The Operational Research with Data Science programme gives an opportunity to study these areas via the fundamentals of optimization and operational research and a range of optional courses in optimization, statistics, and data science.
The School's Optimization and OR group has worked on data science applications for many years and this is expected to develop with the School's role in the Alan Turing Institute and the increasingly data-driven world at large. Students of the OR with Data Science degree will benefit from being part of this rich environment.
Applications can now be made to study in 2019-20. Note that for entry to this programme, at least one course at university level in programming and in probability and statistical theory is essential.

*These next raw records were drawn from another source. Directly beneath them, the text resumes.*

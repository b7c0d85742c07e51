//! Serializable summaries of outward notifications.
//!
//! Pixel data and tracking payloads are summarized (sizes, versions), never
//! copied into a record.

use contracts::{
    ConfigValue, ConnectionEvent, DeviceFailureStatus, FrameId, Image, ImageKind, LogSeverity,
    Perspective, ReleaseReason,
};
use serde::Serialize;

/// Image metadata
#[derive(Debug, Clone, PartialEq, Serialize)]
pub struct ImageRecord {
    pub frame_id: FrameId,
    pub sequence_id: u64,
    pub perspective: Perspective,
    pub kind: ImageKind,
    pub width: u32,
    pub height: u32,
    pub calibration_version: u64,
    pub bytes: usize,
}

impl From<&Image> for ImageRecord {
    fn from(image: &Image) -> Self {
        Self {
            frame_id: image.frame_id,
            sequence_id: image.sequence_id,
            perspective: image.perspective,
            kind: image.kind,
            width: image.width,
            height: image.height,
            calibration_version: image.calibration_version(),
            bytes: image.pixels.len(),
        }
    }
}

/// One notification as written by sinks
#[derive(Debug, Clone, PartialEq, Serialize)]
#[serde(tag = "kind", rename_all = "snake_case")]
pub enum EventRecord {
    Init,
    Connected,
    ConnectionLost,
    DeviceConnected {
        handle: u64,
        serial: String,
    },
    DeviceLost {
        handle: u64,
        serial: String,
    },
    DeviceFailure {
        status: DeviceFailureStatus,
        message: String,
        serial: String,
    },
    PolicyChanged {
        previous: String,
        current: String,
    },
    FrameReady {
        frame_id: FrameId,
        timestamp: i64,
        reason: ReleaseReason,
        hand_count: u32,
        payload_bytes: usize,
        images: Vec<ImageRecord>,
        tracked_quad_valid: bool,
    },
    ImageComplete(ImageRecord),
    TrackedQuad {
        frame_id: FrameId,
        valid: bool,
        visible: bool,
    },
    CalibrationChanged {
        perspective: Perspective,
        previous: Option<u64>,
        current: u64,
    },
    ConfigChanged {
        key: String,
        status: bool,
        request_id: u32,
    },
    ConfigResponse {
        key: String,
        value: ConfigValue,
        request_id: u32,
    },
    Log {
        severity: LogSeverity,
        timestamp: i64,
        message: String,
    },
}

impl From<&ConnectionEvent> for EventRecord {
    fn from(event: &ConnectionEvent) -> Self {
        match event {
            ConnectionEvent::Init => Self::Init,
            ConnectionEvent::Connected => Self::Connected,
            ConnectionEvent::ConnectionLost => Self::ConnectionLost,
            ConnectionEvent::DeviceConnected(device) => Self::DeviceConnected {
                handle: device.handle,
                serial: device.serial.clone(),
            },
            ConnectionEvent::DeviceLost(device) => Self::DeviceLost {
                handle: device.handle,
                serial: device.serial.clone(),
            },
            ConnectionEvent::DeviceFailure(failed) => Self::DeviceFailure {
                status: failed.status,
                message: failed.message.clone(),
                serial: failed.serial.clone(),
            },
            ConnectionEvent::PolicyChanged { previous, current } => Self::PolicyChanged {
                previous: previous.to_string(),
                current: current.to_string(),
            },
            ConnectionEvent::FrameReady { frame, reason } => Self::FrameReady {
                frame_id: frame.id,
                timestamp: frame.timestamp,
                reason: *reason,
                hand_count: frame.hand_count,
                payload_bytes: frame.payload.len(),
                images: frame.images.iter().map(ImageRecord::from).collect(),
                tracked_quad_valid: frame.has_valid_quad(),
            },
            ConnectionEvent::ImageComplete(image) => Self::ImageComplete(image.into()),
            ConnectionEvent::TrackedQuad(quad) => Self::TrackedQuad {
                frame_id: quad.frame_id,
                valid: quad.valid,
                visible: quad.visible,
            },
            ConnectionEvent::CalibrationChanged {
                perspective,
                previous,
                current,
            } => Self::CalibrationChanged {
                perspective: *perspective,
                previous: *previous,
                current: *current,
            },
            ConnectionEvent::ConfigChanged {
                key,
                status,
                request_id,
            } => Self::ConfigChanged {
                key: key.clone(),
                status: *status,
                request_id: *request_id,
            },
            ConnectionEvent::ConfigResponse {
                key,
                value,
                request_id,
            } => Self::ConfigResponse {
                key: key.clone(),
                value: value.clone(),
                request_id: *request_id,
            },
            ConnectionEvent::Log(log) => Self::Log {
                severity: log.severity,
                timestamp: log.timestamp,
                message: log.message.clone(),
            },
        }
    }
}
//! LogSink - logs notification summaries via tracing

use std::collections::HashMap;

use contracts::{ConnectionEvent, ContractError, LogSeverity, NotificationSink};
use tracing::{debug, info, instrument, warn};

/// Sink that logs notification summaries for debugging
pub struct LogSink {
    name: String,
    /// Log image completions too (noisy at full frame rate)
    include_images: bool,
}

impl LogSink {
    pub fn new(name: impl Into<String>) -> Self {
        Self {
            name: name.into(),
            include_images: false,
        }
    }

    /// Create from params map; `include_images = "true"` enables image lines
    pub fn from_params(name: impl Into<String>, params: &HashMap<String, String>) -> Self {
        let include_images = params
            .get("include_images")
            .is_some_and(|value| value.eq_ignore_ascii_case("true"));
        Self {
            name: name.into(),
            include_images,
        }
    }

    fn log_summary(&self, event: &ConnectionEvent) {
        match event {
            ConnectionEvent::FrameReady { frame, reason } => {
                info!(
                    sink = %self.name,
                    frame_id = frame.id,
                    timestamp = frame.timestamp,
                    reason = reason.as_str(),
                    images = frame.images.len(),
                    quad = frame.has_valid_quad(),
                    hands = frame.hand_count,
                    "frame ready"
                );
            }
            ConnectionEvent::ImageComplete(image) => {
                if self.include_images {
                    debug!(
                        sink = %self.name,
                        frame_id = image.frame_id,
                        perspective = image.perspective.as_str(),
                        kind = image.kind.as_str(),
                        bytes = image.pixels.len(),
                        "image complete"
                    );
                }
            }
            ConnectionEvent::CalibrationChanged {
                perspective,
                previous,
                current,
            } => {
                info!(
                    sink = %self.name,
                    perspective = perspective.as_str(),
                    previous = ?previous,
                    current,
                    "calibration changed"
                );
            }
            ConnectionEvent::PolicyChanged { previous, current } => {
                info!(sink = %self.name, %previous, %current, "policy changed");
            }
            ConnectionEvent::DeviceFailure(failed) => {
                warn!(
                    sink = %self.name,
                    serial = %failed.serial,
                    message = %failed.message,
                    "device failure"
                );
            }
            ConnectionEvent::Log(log) if log.severity == LogSeverity::Critical => {
                warn!(
                    sink = %self.name,
                    timestamp = log.timestamp,
                    message = %log.message,
                    "transport log"
                );
            }
            other => {
                debug!(sink = %self.name, kind = other.kind(), "notification");
            }
        }
    }
}

impl NotificationSink for LogSink {
    fn name(&self) -> &str {
        &self.name
    }

    #[instrument(
        level = "trace",
        name = "log_sink_write",
        skip(self, event),
        fields(sink = %self.name, kind = event.kind())
    )]
    async fn write(&mut self, event: &ConnectionEvent) -> Result<(), ContractError> {
        self.log_summary(event);
        Ok(())
    }

    async fn flush(&mut self) -> Result<(), ContractError> {
        Ok(())
    }

    #[instrument(name = "log_sink_close", skip(self))]
    async fn close(&mut self) -> Result<(), ContractError> {
        info!(sink = %self.name, "LogSink closed");
        Ok(())
    }
}

#[cfg(test)]
mod tests {
    use contracts::LogMessage;

    use super::*;

    #[tokio::test]
    async fn test_log_sink_write() {
        let mut sink = LogSink::new("test_log");
        let event = ConnectionEvent::Log(LogMessage {
            severity: LogSeverity::Critical,
            timestamp: 5,
            message: "poll call was timeout".into(),
        });
        assert!(sink.write(&event).await.is_ok());
        assert!(sink.close().await.is_ok());
    }

    #[test]
    fn test_from_params() {
        let params = HashMap::from([("include_images".to_string(), "TRUE".to_string())]);
        let sink = LogSink::from_params("images", &params);
        assert_eq!(sink.name(), "images");
        assert!(sink.include_images);
        assert!(!LogSink::new("plain").include_images);
    }
}
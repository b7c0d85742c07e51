//! 配置解析模块
//!
//! 支持 TOML (主要) 和 JSON (可选) 格式。

use contracts::{ContractError, SessionConfig};

/// 配置文件格式
#[derive(Debug, Clone, Copy, PartialEq, Eq)]
pub enum ConfigFormat {
    /// TOML 格式 (推荐)
    Toml,
    /// JSON 格式
    Json,
}

impl ConfigFormat {
    /// 从文件扩展名推断格式
    pub fn from_extension(ext: &str) -> Option<Self> {
        match ext.to_lowercase().as_str() {
            "toml" => Some(Self::Toml),
            "json" => Some(Self::Json),
            _ => None,
        }
    }
}

/// 解析 TOML 格式配置
pub fn parse_toml(content: &str) -> Result<SessionConfig, ContractError> {
    toml::from_str(content).map_err(|e| ContractError::ConfigParse {
        message: format!("TOML parse error: {e}"),
        source: Some(Box::new(e)),
    })
}

/// 解析 JSON 格式配置
pub fn parse_json(content: &str) -> Result<SessionConfig, ContractError> {
    serde_json::from_str(content).map_err(|e| ContractError::ConfigParse {
        message: format!("JSON parse error: {e}"),
        source: Some(Box::new(e)),
    })
}

/// 根据格式解析配置
pub fn parse(content: &str, format: ConfigFormat) -> Result<SessionConfig, ContractError> {
    match format {
        ConfigFormat::Toml => parse_toml(content),
        ConfigFormat::Json => parse_json(content),
    }
}
//! Requested vs. acknowledged capability state, and the config request table.

use std::collections::HashMap;

use contracts::{PolicyFlag, PolicyMask};
use tracing::trace;

/// Client intent and transport-acknowledged capability masks
#[derive(Debug, Clone, Copy, Default, PartialEq, Eq)]
pub struct PolicyState {
    requested: PolicyMask,
    active: PolicyMask,
}

impl PolicyState {
    /// Add `flag` to the requested mask.
    ///
    /// Returns the `(set, clear)` pair to send to the transport.
    pub fn request(&mut self, flag: PolicyFlag) -> (PolicyMask, PolicyMask) {
        self.requested = self.requested.with(flag);
        self.sync_masks()
    }

    /// Remove `flag` from the requested mask.
    ///
    /// Returns the `(set, clear)` pair to send to the transport.
    pub fn clear(&mut self, flag: PolicyFlag) -> (PolicyMask, PolicyMask) {
        self.requested = self.requested.without(flag);
        self.sync_masks()
    }

    fn sync_masks(&self) -> (PolicyMask, PolicyMask) {
        (self.requested, self.requested.complement())
    }

    /// Record the mask the transport reports as active; returns the previous one
    pub fn acknowledge(&mut self, current: PolicyMask) -> PolicyMask {
        let previous = self.active;
        self.active = current;
        trace!(%previous, %current, "policy acknowledged");
        previous
    }

    /// Whether `flag` is active (not merely requested)
    #[inline]
    pub fn is_set(&self, flag: PolicyFlag) -> bool {
        self.active.contains(flag)
    }

    #[inline]
    pub fn requested(&self) -> PolicyMask {
        self.requested
    }

    #[inline]
    pub fn active(&self) -> PolicyMask {
        self.active
    }

    /// Whether the transport activated something other than what was asked
    #[inline]
    pub fn diverged(&self) -> bool {
        self.requested != self.active
    }
}

/// Outstanding config request ids and the keys that produced them
#[derive(Debug, Default)]
pub struct PendingConfigRequests {
    pending: HashMap<u32, String>,
}

impl PendingConfigRequests {
    pub fn record(&mut self, request_id: u32, key: impl Into<String>) {
        self.pending.insert(request_id, key.into());
    }

    /// Remove and return the key of `request_id`; unknown ids resolve to `""`
    pub fn resolve(&mut self, request_id: u32) -> String {
        self.pending.remove(&request_id).unwrap_or_default()
    }

    pub fn len(&self) -> usize {
        self.pending.len()
    }

    pub fn is_empty(&self) -> bool {
        self.pending.is_empty()
    }
}
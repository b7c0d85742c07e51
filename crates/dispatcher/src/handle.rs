//! SinkHandle - one sink behind its own bounded queue and worker task

use std::sync::Arc;

use contracts::{ConnectionEvent, NotificationSink};
use tokio::sync::mpsc;
use tokio::task::JoinHandle;
use tracing::{debug, error, instrument, trace};

use crate::metrics::SinkMetrics;

/// Handle to a running sink worker
pub struct SinkHandle {
    name: String,
    tx: mpsc::Sender<ConnectionEvent>,
    metrics: Arc<SinkMetrics>,
    worker_handle: JoinHandle<()>,
}

impl SinkHandle {
    /// Spawn the worker task for `sink` with a queue of `queue_capacity`
    pub fn spawn<S: NotificationSink + Send + 'static>(sink: S, queue_capacity: usize) -> Self {
        let name = sink.name().to_string();
        let (tx, rx) = mpsc::channel(queue_capacity.max(1));
        let metrics = Arc::new(SinkMetrics::new());

        let worker_metrics = Arc::clone(&metrics);
        let worker_name = name.clone();
        let worker_handle = tokio::spawn(async move {
            sink_worker(sink, rx, worker_metrics, worker_name).await;
        });

        Self {
            name,
            tx,
            metrics,
            worker_handle,
        }
    }

    pub fn name(&self) -> &str {
        &self.name
    }

    pub fn metrics(&self) -> &Arc<SinkMetrics> {
        &self.metrics
    }

    /// Queue a notification without waiting.
    ///
    /// Returns false if the queue is full (notification dropped) or the
    /// worker is gone.
    pub fn try_send(&self, event: ConnectionEvent) -> bool {
        match self.tx.try_send(event) {
            Ok(()) => {
                self.metrics
                    .set_queue_len(self.tx.max_capacity() - self.tx.capacity());
                true
            }
            Err(mpsc::error::TrySendError::Full(event)) => {
                self.metrics.inc_dropped();
                trace!(
                    sink = %self.name,
                    kind = event.kind(),
                    frame_id = ?event.frame_id(),
                    "queue full, notification dropped"
                );
                false
            }
            Err(mpsc::error::TrySendError::Closed(_)) => {
                error!(sink = %self.name, "sink worker closed unexpectedly");
                false
            }
        }
    }

    /// Close the queue and wait for the worker to drain it
    #[instrument(name = "sink_handle_shutdown", skip(self), fields(sink = %self.name))]
    pub async fn shutdown(self) {
        drop(self.tx);
        if let Err(e) = self.worker_handle.await {
            error!(sink = %self.name, error = ?e, "sink worker panicked");
        }
        debug!(sink = %self.name, "sink handle shut down");
    }
}

#[instrument(name = "sink_worker_loop", skip(sink, rx, metrics), fields(sink = %name))]
async fn sink_worker<S: NotificationSink>(
    mut sink: S,
    mut rx: mpsc::Receiver<ConnectionEvent>,
    metrics: Arc<SinkMetrics>,
    name: String,
) {
    debug!("sink worker started");

    while let Some(event) = rx.recv().await {
        metrics.set_queue_len(rx.len());

        let result = sink.write(&event).await;
        metrics.record_write(&result);
        if let Err(e) = result {
            error!(kind = event.kind(), error = %e, "sink write failed");
        }
    }

    if let Err(e) = sink.flush().await {
        error!(error = %e, "flush failed on shutdown");
    }
    if let Err(e) = sink.close().await {
        error!(error = %e, "close failed on shutdown");
    }

    debug!("sink worker stopped");
}

#[cfg(test)]
mod tests {
    use std::sync::atomic::{AtomicU64, Ordering};

    use contracts::ContractError;
    use tokio::time::{sleep, Duration};

    use super::*;

    struct CountingSink {
        name: String,
        writes: Arc<AtomicU64>,
        fail: bool,
        delay_ms: u64,
    }

    impl CountingSink {
        fn new(name: &str, writes: &Arc<AtomicU64>) -> Self {
            Self {
                name: name.to_string(),
                writes: Arc::clone(writes),
                fail: false,
                delay_ms: 0,
            }
        }
    }

    impl NotificationSink for CountingSink {
        fn name(&self) -> &str {
            &self.name
        }

        async fn write(&mut self, _event: &ConnectionEvent) -> Result<(), ContractError> {
            if self.delay_ms > 0 {
                sleep(Duration::from_millis(self.delay_ms)).await;
            }
            if self.fail {
                return Err(ContractError::sink_write(&self.name, "refused"));
            }
            self.writes.fetch_add(1, Ordering::Relaxed);
            Ok(())
        }

        async fn flush(&mut self) -> Result<(), ContractError> {
            Ok(())
        }

        async fn close(&mut self) -> Result<(), ContractError> {
            Ok(())
        }
    }

    #[tokio::test]
    async fn test_all_notifications_written() {
        let writes = Arc::new(AtomicU64::new(0));
        let handle = SinkHandle::spawn(CountingSink::new("counting", &writes), 10);

        for _ in 0..5 {
            assert!(handle.try_send(ConnectionEvent::Connected));
        }

        handle.shutdown().await;
        assert_eq!(writes.load(Ordering::Relaxed), 5);
    }

    #[tokio::test]
    async fn test_slow_sink_drops_instead_of_blocking() {
        let writes = Arc::new(AtomicU64::new(0));
        let sink = CountingSink {
            delay_ms: 100,
            ..CountingSink::new("slow", &writes)
        };
        let handle = SinkHandle::spawn(sink, 2);

        for _ in 0..10 {
            handle.try_send(ConnectionEvent::Init);
        }

        assert!(handle.metrics().dropped() > 0);
        handle.shutdown().await;
    }

    #[tokio::test]
    async fn test_failures_counted_and_isolated() {
        let writes = Arc::new(AtomicU64::new(0));
        let sink = CountingSink {
            fail: true,
            ..CountingSink::new("failing", &writes)
        };
        let handle = SinkHandle::spawn(sink, 10);

        for _ in 0..3 {
            handle.try_send(ConnectionEvent::ConnectionLost);
        }
        sleep(Duration::from_millis(50)).await;

        assert_eq!(handle.metrics().failed(), 3);
        handle.shutdown().await;
    }
}
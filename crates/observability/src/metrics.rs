//! Connection 指标收集模块
//!
//! 记录帧释放、图像采集、标定变化与缓冲池状态。

use std::collections::HashMap;

use contracts::{Perspective, PoolStats, ReleaseReason, TransportStatus};
use metrics::{counter, gauge, histogram};

/// 记录帧释放
///
/// `latency_us` 为帧从进入 pending 队列到释放的时间。
pub fn record_frame_released(reason: ReleaseReason, image_count: usize, latency_us: i64) {
    counter!(
        "tracksync_frames_released_total",
        "reason" => reason.as_str()
    )
    .increment(1);

    histogram!("tracksync_frame_images").record(image_count as f64);
    histogram!("tracksync_frame_release_latency_us").record(latency_us.max(0) as f64);
}

/// 记录图像完成
pub fn record_image_completed(perspective: Perspective) {
    counter!(
        "tracksync_images_completed_total",
        "perspective" => perspective.as_str()
    )
    .increment(1);
}

/// 记录被丢弃的图像 (请求被拒绝或完成被判定为过期)
pub fn record_image_dropped(reason: &'static str) {
    counter!("tracksync_images_dropped_total", "reason" => reason).increment(1);
}

/// 记录标定版本切换
pub fn record_calibration_change(perspective: Perspective) {
    counter!(
        "tracksync_calibration_changes_total",
        "perspective" => perspective.as_str()
    )
    .increment(1);
}

/// 记录缓冲池状态
pub fn record_pool_stats(stats: &PoolStats) {
    gauge!("tracksync_pool_capacity").set(stats.capacity as f64);
    gauge!("tracksync_pool_in_flight").set(stats.in_flight as f64);
    gauge!("tracksync_pool_checkouts").set(stats.checkouts as f64);
    gauge!("tracksync_pool_allocations").set(stats.allocations as f64);
    gauge!("tracksync_pool_exhausted").set(stats.exhausted as f64);
    gauge!("tracksync_pool_reuse_ratio").set(stats.reuse_ratio());
}

/// 记录 pending 队列深度
pub fn record_pending_depth(depth: usize) {
    gauge!("tracksync_pending_frames").set(depth as f64);
}

/// 记录 transport 调用的异常状态
pub fn record_transport_status(operation: &str, status: TransportStatus) {
    counter!(
        "tracksync_transport_status_total",
        "operation" => operation.to_string(),
        "status" => status.to_string()
    )
    .increment(1);
}

/// 记录通知分发
pub fn record_notification_dispatched(sink_name: &str, success: bool) {
    let status = if success { "success" } else { "failure" };
    counter!(
        "tracksync_notifications_dispatched_total",
        "sink" => sink_name.to_string(),
        "status" => status
    )
    .increment(1);
}

/// 连接指标聚合器
///
/// 在内存中聚合指标，便于统计和输出摘要。
#[derive(Debug, Clone, Default)]
pub struct ConnectionMetricsAggregator {
    /// 释放的帧总数
    pub total_frames: u64,

    /// 超时释放的帧数
    pub timed_out_frames: u64,

    /// 附带有效平面的帧数
    pub frames_with_quad: u64,

    /// 完成的图像总数
    pub total_images: u64,

    /// 标定版本切换次数
    pub calibration_changes: u64,

    /// 各原因的丢弃图像数
    pub dropped_images: HashMap<String, u64>,

    /// 帧释放延迟统计 (微秒)
    pub latency_stats: RunningStats,

    /// 每帧图像数统计
    pub images_per_frame: RunningStats,
}

impl ConnectionMetricsAggregator {
    /// 创建新的聚合器
    pub fn new() -> Self {
        Self::default()
    }

    /// 帧释放
    pub fn on_frame(
        &mut self,
        reason: ReleaseReason,
        image_count: usize,
        has_quad: bool,
        latency_us: i64,
    ) {
        self.total_frames += 1;
        if reason == ReleaseReason::TimedOut {
            self.timed_out_frames += 1;
        }
        if has_quad {
            self.frames_with_quad += 1;
        }
        self.latency_stats.push(latency_us.max(0) as f64);
        self.images_per_frame.push(image_count as f64);
    }

    pub fn on_image(&mut self) {
        self.total_images += 1;
    }

    pub fn on_calibration_change(&mut self) {
        self.calibration_changes += 1;
    }

    pub fn on_image_dropped(&mut self, reason: &str) {
        *self.dropped_images.entry(reason.to_string()).or_insert(0) += 1;
    }

    /// 生成摘要报告
    pub fn summary(&self) -> MetricsSummary {
        MetricsSummary {
            total_frames: self.total_frames,
            timed_out_frames: self.timed_out_frames,
            frames_with_quad: self.frames_with_quad,
            total_images: self.total_images,
            calibration_changes: self.calibration_changes,
            timeout_rate: if self.total_frames > 0 {
                self.timed_out_frames as f64 / self.total_frames as f64 * 100.0
            } else {
                0.0
            },
            release_latency_us: StatsSummary::from(&self.latency_stats),
            images_per_frame: StatsSummary::from(&self.images_per_frame),
            dropped_images: self.dropped_images.clone(),
        }
    }

    /// 重置统计
    pub fn reset(&mut self) {
        *self = Self::default();
    }
}

/// 指标摘要
#[derive(Debug, Clone, Default)]
pub struct MetricsSummary {
    pub total_frames: u64,
    pub timed_out_frames: u64,
    pub frames_with_quad: u64,
    pub total_images: u64,
    pub calibration_changes: u64,
    pub timeout_rate: f64,
    pub release_latency_us: StatsSummary,
    pub images_per_frame: StatsSummary,
    pub dropped_images: HashMap<String, u64>,
}

impl std::fmt::Display for MetricsSummary {
    fn fmt(&self, f: &mut std::fmt::Formatter<'_>) -> std::fmt::Result {
        writeln!(f, "=== Connection Metrics Summary ===")?;
        writeln!(f, "Frames released: {}", self.total_frames)?;
        writeln!(
            f,
            "Timed out: {} ({:.2}%)",
            self.timed_out_frames, self.timeout_rate
        )?;
        writeln!(f, "Frames with tracked quad: {}", self.frames_with_quad)?;
        writeln!(f, "Images completed: {}", self.total_images)?;
        writeln!(f, "Calibration changes: {}", self.calibration_changes)?;
        writeln!(f, "Release latency (us): {}", self.release_latency_us)?;
        writeln!(f, "Images per frame: {}", self.images_per_frame)?;

        if !self.dropped_images.is_empty() {
            writeln!(f, "Dropped images:")?;
            let mut reasons: Vec<_> = self.dropped_images.iter().collect();
            reasons.sort();
            for (reason, count) in reasons {
                writeln!(f, "  {}: {}", reason, count)?;
            }
        }

        Ok(())
    }
}

/// 统计摘要
#[derive(Debug, Clone, Default)]
pub struct StatsSummary {
    pub count: u64,
    pub min: f64,
    pub max: f64,
    pub mean: f64,
    pub std_dev: f64,
}

impl From<&RunningStats> for StatsSummary {
    fn from(stats: &RunningStats) -> Self {
        Self {
            count: stats.count,
            min: stats.min,
            max: stats.max,
            mean: stats.mean(),
            std_dev: stats.std_dev(),
        }
    }
}

impl std::fmt::Display for StatsSummary {
    fn fmt(&self, f: &mut std::fmt::Formatter<'_>) -> std::fmt::Result {
        if self.count == 0 {
            write!(f, "N/A")
        } else {
            write!(
                f,
                "min={:.1}, max={:.1}, mean={:.1}, std={:.1} (n={})",
                self.min, self.max, self.mean, self.std_dev, self.count
            )
        }
    }
}

/// 在线统计计算器 (Welford's algorithm)
#[derive(Debug, Clone, Default)]
pub struct RunningStats {
    count: u64,
    mean: f64,
    m2: f64,
    min: f64,
    max: f64,
}

impl RunningStats {
    pub fn push(&mut self, value: f64) {
        self.count += 1;

        if self.count == 1 {
            self.min = value;
            self.max = value;
            self.mean = value;
            self.m2 = 0.0;
        } else {
            self.min = self.min.min(value);
            self.max = self.max.max(value);

            let delta = value - self.mean;
            self.mean += delta / self.count as f64;
            self.m2 += delta * (value - self.mean);
        }
    }

    pub fn count(&self) -> u64 {
        self.count
    }

    pub fn mean(&self) -> f64 {
        if self.count == 0 {
            0.0
        } else {
            self.mean
        }
    }

    /// 样本方差
    pub fn variance(&self) -> f64 {
        if self.count < 2 {
            0.0
        } else {
            self.m2 / (self.count - 1) as f64
        }
    }

    pub fn std_dev(&self) -> f64 {
        self.variance().sqrt()
    }

    pub fn min(&self) -> f64 {
        self.min
    }

    pub fn max(&self) -> f64 {
        self.max
    }
}

#[cfg(test)]
mod tests {
    use super::*;

    #[test]
    fn test_running_stats() {
        let mut stats = RunningStats::default();
        for value in [1.0, 2.0, 3.0, 4.0, 5.0] {
            stats.push(value);
        }

        assert_eq!(stats.count(), 5);
        assert!((stats.mean() - 3.0).abs() < 1e-10);
        assert!((stats.min() - 1.0).abs() < 1e-10);
        assert!((stats.max() - 5.0).abs() < 1e-10);
        assert!((stats.variance() - 2.5).abs() < 1e-10);
    }

    #[test]
    fn test_aggregator_counts() {
        let mut aggregator = ConnectionMetricsAggregator::new();
        aggregator.on_frame(ReleaseReason::Complete, 2, false, 40);
        aggregator.on_frame(ReleaseReason::TimedOut, 0, false, 120);
        aggregator.on_frame(ReleaseReason::Complete, 2, true, -5);
        aggregator.on_image();
        aggregator.on_image_dropped("too_far_ahead");
        aggregator.on_image_dropped("too_far_ahead");
        aggregator.on_calibration_change();

        let summary = aggregator.summary();
        assert_eq!(summary.total_frames, 3);
        assert_eq!(summary.timed_out_frames, 1);
        assert_eq!(summary.frames_with_quad, 1);
        assert_eq!(summary.calibration_changes, 1);
        assert_eq!(summary.dropped_images.get("too_far_ahead"), Some(&2));
        assert!((summary.release_latency_us.min - 0.0).abs() < 1e-10);

        aggregator.reset();
        assert_eq!(aggregator.total_frames, 0);
    }

    #[test]
    fn test_summary_display() {
        let summary = MetricsSummary {
            total_frames: 200,
            timed_out_frames: 10,
            timeout_rate: 5.0,
            release_latency_us: StatsSummary {
                count: 200,
                min: 2.0,
                max: 100.0,
                mean: 30.0,
                std_dev: 12.0,
            },
            dropped_images: HashMap::from([("pool_exhausted".to_string(), 3)]),
            ..Default::default()
        };

        let output = format!("{}", summary);
        assert!(output.contains("Frames released: 200"));
        assert!(output.contains("5.00%"));
        assert!(output.contains("pool_exhausted: 3"));
        assert!(output.contains("Images per frame: N/A"));
    }

    #[test]
    fn test_record_without_recorder() {
        // No recorder installed: calls are no-ops.
        record_frame_released(ReleaseReason::Complete, 2, 10);
        record_pool_stats(&PoolStats::default());
        record_transport_status("poll", TransportStatus::Timeout);
    }
}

In Semester 1, students must choose a certain number of credits from a given set of themed courses which, previously, has been 30 credits from the following courses
- Simulation (10 credits),
- Statistical Methodology (10 credits)
- Object-Oriented Programming with Applications (10 credits)
- Statistical Programming (10 credits)
- Incomplete Data Analysis (10 credits)
- The Analysis of Survival Data (10 credits)
- Machine Learning and Pattern Recognition (20 credits)
- Introductory Applied Machine Learning (20 credits)
- Bioinformatics 1 (10 credits )
In Semester 2, students must choose a certain number of credits from given sets of themed courses.